Thus we can see that vitamins and enzymes dually share in this major responsibility working in tandem, as it were, with the hormones. None can fully fulfill its responsibilities without the presence of the others. This is synergism at its best.
2.11 Vitamins Have Other Roles
So far as is known, vitamins supply no energy or nutrient to the human body but simply make it possible for the system to appropriate the proteins, carbohydrates, fats and salts. We also know that they are absolutely essential to growth because they are required in cellular replication (division); they play an important part in the regeneration of cellular matter and in the overall maintenance of health. Some of them are probably involved in membrane maintenance, in the stimulation of brain action, cleansing of the peripheral capillary system, in blood clotting, and in a myriad number of other activities. Their total role will probably never be known.

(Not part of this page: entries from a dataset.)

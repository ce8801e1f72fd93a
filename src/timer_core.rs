//! Pure timer state machine.
//!
//! `TimerCore` owns the interval list and the authoritative wall-clock
//! baseline for one session's timer. Every mutator returns an immutable
//! snapshot ([`TimerStatePublic`]) of the state right after the mutation;
//! `sync()` is the only operation that *observes* elapsed time without an
//! explicit command from a peer. See §4.1 of the spec for the full
//! contract — this module follows it operation-for-operation.

use std::sync::Arc;

use crate::clock::{Clock, SystemClock};
use crate::constants::MAX_REMAINING_MS;
use crate::model::{Interval, TimerState, TimerStatePublic};

/// The monotonic timer state machine bound to one session's interval list.
#[derive(Debug)]
pub struct TimerCore {
    items: Vec<Interval>,
    state: TimerState,
    clock: Arc<dyn Clock>,
}

impl TimerCore {
    /// Creates a timer core over `items`, using the system wall clock.
    pub fn new(items: Vec<Interval>) -> Self {
        Self::with_clock(items, Arc::new(SystemClock))
    }

    /// Creates a timer core with an injected clock (tests).
    ///
    /// `TimerState::default()` only knows the empty-`items` fallback
    /// duration; a non-empty list must seed `remaining` from its own first
    /// interval or a freshly constructed, stopped timer would misreport
    /// `remaining` against §3's invariant.
    pub fn with_clock(items: Vec<Interval>, clock: Arc<dyn Clock>) -> Self {
        let mut state = TimerState::default();
        if let Some(first) = items.first() {
            state.remaining = first.duration_ms();
        }
        Self { items, state, clock }
    }

    /// Creates a timer core pre-seeded with a restored public snapshot,
    /// performing no re-baselining (see `set_state`).
    pub fn with_state(items: Vec<Interval>, public: TimerStatePublic) -> Self {
        let mut core = Self::new(items);
        core.set_state(public);
        core
    }

    pub fn items(&self) -> &[Interval] {
        &self.items
    }

    fn item_duration_ms(&self, idx: usize) -> i64 {
        self.items
            .get(idx)
            .map(Interval::duration_ms)
            .unwrap_or(crate::constants::DEFAULT_INTERVAL_DURATION_SECS * 1_000)
    }

    fn items_len(&self) -> usize {
        self.items.len().max(1)
    }

    /// Shallow read of the current public state, no side effects.
    pub fn get_state(&self) -> TimerStatePublic {
        self.state.to_public()
    }

    /// Shallow overwrite of the public fields; does not touch the baseline.
    /// Intended for tests and restoring a timer from a prior snapshot.
    pub fn set_state(&mut self, public: TimerStatePublic) {
        self.state.repeat = public.repeat;
        self.state.interval = public.interval;
        self.state.remaining = public.remaining;
        self.state.is_running = public.is_running;
        self.state.is_paused = public.is_paused;
    }

    fn resume_internal(&mut self) {
        if self.state.is_paused {
            let now = self.clock.now_ms();
            self.state.time_paused += now - self.state.paused_at;
            self.state.paused_at = 0;
            self.state.is_paused = false;
        }
    }

    pub fn start(&mut self) -> TimerStatePublic {
        if self.state.is_paused {
            self.resume_internal();
        } else if !self.state.is_running {
            self.state.started_interval = self.state.interval;
            self.state.started_at = self.clock.now_ms();
            self.state.time_paused = 0;
        }
        self.state.is_running = true;
        self.state.is_paused = false;
        self.state.paused_at = 0;
        self.state.to_public()
    }

    pub fn pause(&mut self) -> TimerStatePublic {
        self.state.is_paused = true;
        self.state.paused_at = self.clock.now_ms();
        self.state.to_public()
    }

    pub fn stop(&mut self) -> TimerStatePublic {
        let repeat = self.state.repeat;
        self.state = TimerState {
            repeat,
            interval: 0,
            remaining: self.item_duration_ms(0),
            is_running: false,
            is_paused: false,
            started_interval: 0,
            started_at: 0,
            paused_at: 0,
            time_paused: 0,
        };
        self.state.to_public()
    }

    pub fn repeat(&mut self, value: Option<bool>) -> TimerStatePublic {
        self.state.repeat = value.unwrap_or(!self.state.repeat);
        self.state.to_public()
    }

    pub fn next(&mut self) -> TimerStatePublic {
        let len = self.items_len();
        self.state.interval = (self.state.interval + 1) % len;
        self.state.remaining = self.item_duration_ms(self.state.interval);
        if self.state.is_running {
            let now = self.clock.now_ms();
            self.state.started_interval = self.state.interval;
            self.state.started_at = now;
            self.state.time_paused = 0;
            self.state.paused_at = if self.state.is_paused { now } else { 0 };
        }
        self.state.to_public()
    }

    pub fn resume(&mut self) -> TimerStatePublic {
        self.resume_internal();
        self.state.to_public()
    }

    /// Advances the authoritative state to the current wall-clock time,
    /// folding elapsed intervals (and repeat-wrap / stop-on-end) into
    /// `(interval, remaining)`. Never emits `remaining < 0`.
    pub fn sync(&mut self) -> TimerStatePublic {
        if !self.state.is_running || self.state.started_at == 0 || self.items.is_empty() {
            return self.state.to_public();
        }

        let now = self.clock.now_ms();
        let offset = if self.state.is_paused && self.state.paused_at > 0 {
            now - self.state.paused_at
        } else {
            0
        };
        let mut elapsed = now - self.state.started_at - self.state.time_paused - offset;
        let mut current = self.state.started_interval % self.items.len();

        loop {
            let duration_ms = self.items[current].duration_ms();
            if elapsed < duration_ms {
                self.state.interval = current;
                self.state.remaining = duration_ms - elapsed;
                return self.state.to_public();
            }
            elapsed -= duration_ms;
            current += 1;
            if current >= self.items.len() {
                if self.state.repeat {
                    current = 0;
                } else {
                    return self.stop();
                }
            }
        }
    }

    /// Rebinds the interval list, re-baselining the running timer so a
    /// shrinking active duration clamps instead of going negative (the
    /// behavior this spec nails down explicitly — see the design notes on
    /// the source's "time remaining calculated incorrectly" comment).
    ///
    /// `self.state.remaining` is not kept live by wall-clock ticks — only
    /// `sync()`/`update_state()`/`stop()`/`next()` ever write it — so it
    /// cannot be trusted as "the current remaining time" here. The true
    /// current remaining in the *active* interval is re-derived from the
    /// old duration and the elapsed-since-`startedAt` baseline, captured
    /// before `self.items` is overwritten.
    pub fn update_intervals(&mut self, new_items: Vec<Interval>) -> TimerStatePublic {
        let now = self.clock.now_ms();
        let old_duration_ms = self.item_duration_ms(self.state.interval);
        self.items = new_items;
        let new_len = self.items.len();

        if self.state.interval >= new_len {
            self.state.interval = 0;
            self.state.started_interval = 0;
            self.state.remaining = self.item_duration_ms(0);
            if self.state.started_at != 0 {
                self.state.started_at = now;
            }
            if self.state.paused_at != 0 {
                self.state.paused_at = now;
            }
            return self.state.to_public();
        }

        if self.state.is_running {
            let new_duration = self.item_duration_ms(self.state.interval);
            let elapsed = now - self.state.started_at - self.state.time_paused;
            let true_remaining = (old_duration_ms - elapsed).max(0);
            self.state.started_at = now - elapsed;
            self.state.started_interval = self.state.interval;
            self.state.time_paused = 0;
            self.state.paused_at = if self.state.is_paused { now } else { 0 };
            self.state.remaining = true_remaining;
            if self.state.remaining > new_duration {
                self.state.remaining = new_duration;
                self.state.started_at = now;
            }
        } else {
            self.state.remaining = self.item_duration_ms(self.state.interval);
        }

        self.state.to_public()
    }

    /// Imports a peer's view of the timer, re-deriving the baseline from it.
    pub fn update_state(&mut self, external: TimerStatePublic) -> TimerStatePublic {
        self.state.repeat = external.repeat;
        self.state.interval = external.interval;
        self.state.remaining = external.remaining.clamp(0, MAX_REMAINING_MS);
        self.state.is_running = external.is_running;
        self.state.is_paused = external.is_paused;

        let now = self.clock.now_ms();
        let duration_ms = self.item_duration_ms(self.state.interval);
        let elapsed = duration_ms - self.state.remaining;
        self.state.started_interval = self.state.interval;
        self.state.started_at = if self.state.is_running { now - elapsed } else { 0 };
        self.state.paused_at = if self.state.is_paused { now } else { 0 };
        self.state.time_paused = 0;

        self.state.to_public()
    }
}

2.12 The Fallacy of Vitamin Supplementation
From the foregoing, it would appear logical to assume that the more vitamins we can take, the healthier we should become but, unfortunately, this is simply not true. We have a limited capacity to utilize and/or to store vitamins, as is true of food. When any substance, including vitamins, is introduced into the system in excess of present need, an unnecessary burden is immediately placed upon all the organs and systems. They cannot use the product. It is an obstructive influence in the body and therefore potentially harmful to it. The organic domain is placed in the position of having to cope with it in the least damaging manner.
The presence of any excess or foreign substance is immediately recognized. The danger-ahead alert is sent via the nervous transmitting mechanisms (the nervous system) to the control center in the brain where it is interpreted, evaluated and an appropriate response (instructions) sent out; or perhaps the alert may be relayed to a more locally placed substation (a plexus) for a sympathetic response.
If an obstructive foreign substance (for example, a vitamin overload due to dietary supplementation), cannot be stored or disposed of by temporarily or permanently “dumping” it somewhere in the body where it will not greatly interfere with normal systemic function but can be “tolerated,” then the body will instigate other measures to get it out of the system as fast as possible.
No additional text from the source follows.